Among the records below, which lines contain the string "couldn"? Report them.

*** Opening PROVIDED ENTRIES ***

use crate::{
    inputs::host::Priority,
    products::{
        certificate_result::{CertificateResult, CertificateResults},
        expected::ExpiryState,
    },
    utilities::plural,
};
use chrono::{DateTime, Utc};
use colored::Colorize;
use serde::Serialize;
use std::fmt;


#[derive(Debug, Copy, Clone, Serialize, PartialEq, Eq, Default)]
/// Result counts of a run
pub struct Summary {
    /// Hosts processed
    pub processed: usize,

    /// Hosts with valid certificates
    pub valid: usize,

    /// Hosts with certificates expiring soon
    pub expiring_soon: usize,

    /// Hosts with expired certificates
    pub expired: usize,

    /// Hosts that couldn't be checked
    pub failed: usize,
}


impl Summary {
    /// Count results
    pub fn of(results: &[CertificateResult]) -> Summary {
        results.iter().fold(
            Summary {
                processed: results.len(),
                ..Summary::default()
            },
            |mut summary, result| {
                match result.state() {
                    Some(ExpiryState::Valid) => summary.valid += 1,
                    Some(ExpiryState::ExpiringSoon) => summary.expiring_soon += 1,
                    Some(ExpiryState::Expired) => summary.expired += 1,
                    None => summary.failed += 1,
                }
                summary
            },
        )
    }


    /// Hosts expiring soon or expired
    pub fn at_risk(&self) -> usize {
        self.expiring_soon + self.expired
    }
}


impl fmt::Display for Summary {
    fn fmt(&self, f: &mut fmt::Formatter<'_>) -> fmt::Result {
        write!(
            f,
            "Processed {}: {} valid, {} expiring soon, {} expired, {} failed",
            plural(self.processed, "host"),
            self.valid,
            self.expiring_soon,
            self.expired,
            self.failed
        )
    }
}


#[derive(Debug, Clone, Serialize, PartialEq)]
/// Per-host results of a run, in host-list order
pub struct Report {
    /// Run timestamp
    pub generated_at: DateTime<Utc>,

    /// Host results
    pub results: CertificateResults,

    /// Result counts
    pub summary: Summary,
}


impl Report {
    /// New report of given results
    pub fn new(generated_at: DateTime<Utc>, results: CertificateResults) -> Report {
        let summary = Summary::of(&results);
        Report {
            generated_at,
            results,
            summary,
        }
    }


    /// Any host expiring soon or expired
    pub fn any_at_risk(&self) -> bool {
        self.summary.at_risk() > 0
    }


    /// Any host that couldn't be checked
    pub fn any_failed(&self) -> bool {
        self.summary.failed > 0
    }


    /// JSON rendering of the report
    pub fn to_json(&self) -> Result<String, serde_json::Error> {
        serde_json::to_string_pretty(&self)
    }
}


impl fmt::Display for Report {
    fn fmt(&self, f: &mut fmt::Formatter<'_>) -> fmt::Result {
        writeln!(
            f,
            "{}",
            format!(
                "TLS certificate report, generated: {}",
                self.generated_at.format("%Y-%m-%d %H:%M:%S UTC")
            )
            .bold()
        )?;
        for result in &self.results {
            writeln!(f, "{}", render_result(result))?;
        }
        let summary = self.summary.to_string();
        let summary = if self.any_failed() || self.summary.expired > 0 {
            summary.red().bold()
        } else if self.any_at_risk() {
            summary.yellow().bold()
        } else {
            summary.green().bold()
        };
        write!(f, "{}", summary)
    }
}


/// Single result line, with metadata and failure hint lines
fn render_result(result: &CertificateResult) -> String {
    let status = match (&result.classification, &result.error) {
        (Some(classification), _) => {
            let expires = result.expires.clone().unwrap_or_default();
            match classification.state {
                ExpiryState::Valid => {
                    format!(
                        "{} {} - valid until {} ({} days remaining)",
                        "✓".green(),
                        result.hostname.bold(),
                        expires,
                        classification.days_remaining
                    )
                }
                ExpiryState::ExpiringSoon => {
                    format!(
                        "{} {} - {} {} ({})",
                        "⚠".yellow(),
                        result.hostname.bold(),
                        "EXPIRING SOON:".yellow().bold(),
                        expires,
                        classification.describe()
                    )
                }
                ExpiryState::Expired => {
                    format!(
                        "{} {} - {} {} ({})",
                        "✗".red(),
                        result.hostname.bold(),
                        "EXPIRED:".red().bold(),
                        expires,
                        classification.describe()
                    )
                }
            }
        }
        (None, Some(error)) => {
            format!(
                "{} {} - {}\n    {}",
                "✗".red(),
                result.hostname.bold(),
                error.to_string().red(),
                error.hint().dimmed()
            )
        }
        (None, None) => format!("? {} - not checked", result.hostname.bold()),
    };

    match render_metadata(result) {
        Some(metadata) => format!("{}\n    {}", status, metadata),
        None => status,
    }
}


/// Priority, environment, category and description of a result, if any defined
fn render_metadata(result: &CertificateResult) -> Option<String> {
    let entry = result.entry.as_ref()?;
    let mut parts = vec![];
    match entry.priority {
        Priority::High => parts.push(format!("[{}]", entry.priority).red().bold().to_string()),
        Priority::Medium => parts.push(format!("[{}]", entry.priority).yellow().to_string()),
        Priority::Low => parts.push(format!("[{}]", entry.priority).blue().to_string()),
        Priority::Unset => (),
    }
    if let Some(environment) = &entry.environment {
        parts.push(format!("[{}]", environment).cyan().to_string());
    }
    if let Some(category) = &entry.category {
        parts.push(format!("({})", category));
    }
    if let Some(description) = &entry.description {
        parts.push(description.to_string());
    }
    if parts.is_empty() {
        None
    } else {
        Some(parts.join(" "))
    }
}
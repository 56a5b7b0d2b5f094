use crate::{
    checks::{expiry::classify, fetcher::CertificateFetcher},
    config::RunParameters,
    inputs::host::{GlobalSettings, HostRecord},
    products::{
        certificate_result::{CertificateResult, CertificateResults},
        notification_batch::NotificationBatch,
        report::Report,
        unexpected::{HostError, RunError},
    },
};
use chrono::{DateTime, Utc};
use rayon::{prelude::*, ThreadPoolBuilder};
use tracing::{debug, error, info, warn};


/// Drives certificate checks of all configured hosts
#[derive(Debug, Clone)]
pub struct BatchRunner<F: CertificateFetcher> {
    fetcher: F,
}


impl<F: CertificateFetcher> BatchRunner<F> {
    /// New runner using given certificate source
    pub fn new(fetcher: F) -> BatchRunner<F> {
        BatchRunner { fetcher }
    }


    /// Check all hosts now, produce report and batch of at-risk hosts
    pub fn run(
        &self,
        records: &[HostRecord],
        settings: &GlobalSettings,
        params: &RunParameters,
    ) -> Result<(Report, NotificationBatch), RunError> {
        self.run_at(records, settings, params, Utc::now())
    }


    /// Check all hosts, classifying expirations relative to given moment.
    ///
    /// Hosts are checked on a pool of `params.concurrency` workers, results
    /// keep host-list order whatever the completion order is.
    pub fn run_at(
        &self,
        records: &[HostRecord],
        settings: &GlobalSettings,
        params: &RunParameters,
        now: DateTime<Utc>,
    ) -> Result<(Report, NotificationBatch), RunError> {
        if records.is_empty() {
            return Err(RunError::EmptyHostList);
        }
        let pool = ThreadPoolBuilder::new()
            .num_threads(params.concurrency)
            .thread_name(|index| format!("certwatch-check-{}", index))
            .build()
            .map_err(|err| RunError::WorkerPool(err.to_string()))?;

        info!(
            "Checking {} hosts on port: {}, timeout: {}s, concurrency: {}",
            records.len(),
            params.port,
            params.timeout.as_secs(),
            params.concurrency
        );
        let results: CertificateResults = pool.install(|| {
            records
                .par_iter()
                .enumerate()
                .map(|(index, record)| self.check_host(index + 1, record, params, &now))
                .collect()
        });

        let mut batch = NotificationBatch::new(now, settings.owner.as_deref());
        for result in &results {
            batch.push(result);
        }
        let report = Report::new(now, results);
        info!("{}", report.summary);
        Ok((report, batch))
    }


    /// Check single host, never fails: every problem ends up in the result
    fn check_host(
        &self,
        position: usize,
        record: &HostRecord,
        params: &RunParameters,
        now: &DateTime<Utc>,
    ) -> CertificateResult {
        let entry = match record {
            Ok(entry) => entry,
            Err(invalid) => {
                warn!("{}", invalid);
                return CertificateResult::failed(
                    &format!("<entry #{}>", position),
                    None,
                    HostError::Invalid(invalid.clone()),
                );
            }
        };
        let hostname = match entry.validated_hostname(position) {
            Ok(hostname) => hostname,
            Err(invalid) => {
                warn!("{}", invalid);
                let label = if entry.hostname.trim().is_empty() {
                    format!("<entry #{}>", position)
                } else {
                    entry.hostname.trim().to_string()
                };
                return CertificateResult::failed(&label, Some(entry), HostError::Invalid(invalid));
            }
        };

        debug!("Checking certificate of: {}:{}", hostname, params.port);
        match self.fetcher.fetch(hostname, params.port, params.timeout) {
            Ok(expiration) => {
                let classification = classify(&expiration, now);
                debug!(
                    "Certificate of: {} expires: {}, days remaining: {}, state: {}",
                    hostname, expiration, classification.days_remaining, classification.state
                );
                CertificateResult::classified(entry, expiration, classification)
            }
            Err(fetch_error) => {
                error!("{}", fetch_error);
                CertificateResult::failed(hostname, Some(entry), HostError::Fetch(fetch_error))
            }
        }
    }
}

*** Closing PROVIDED ENTRIES ***

YOUR RESPONSE –
    /// Hosts that couldn't be checked
    /// Any host that couldn't be checked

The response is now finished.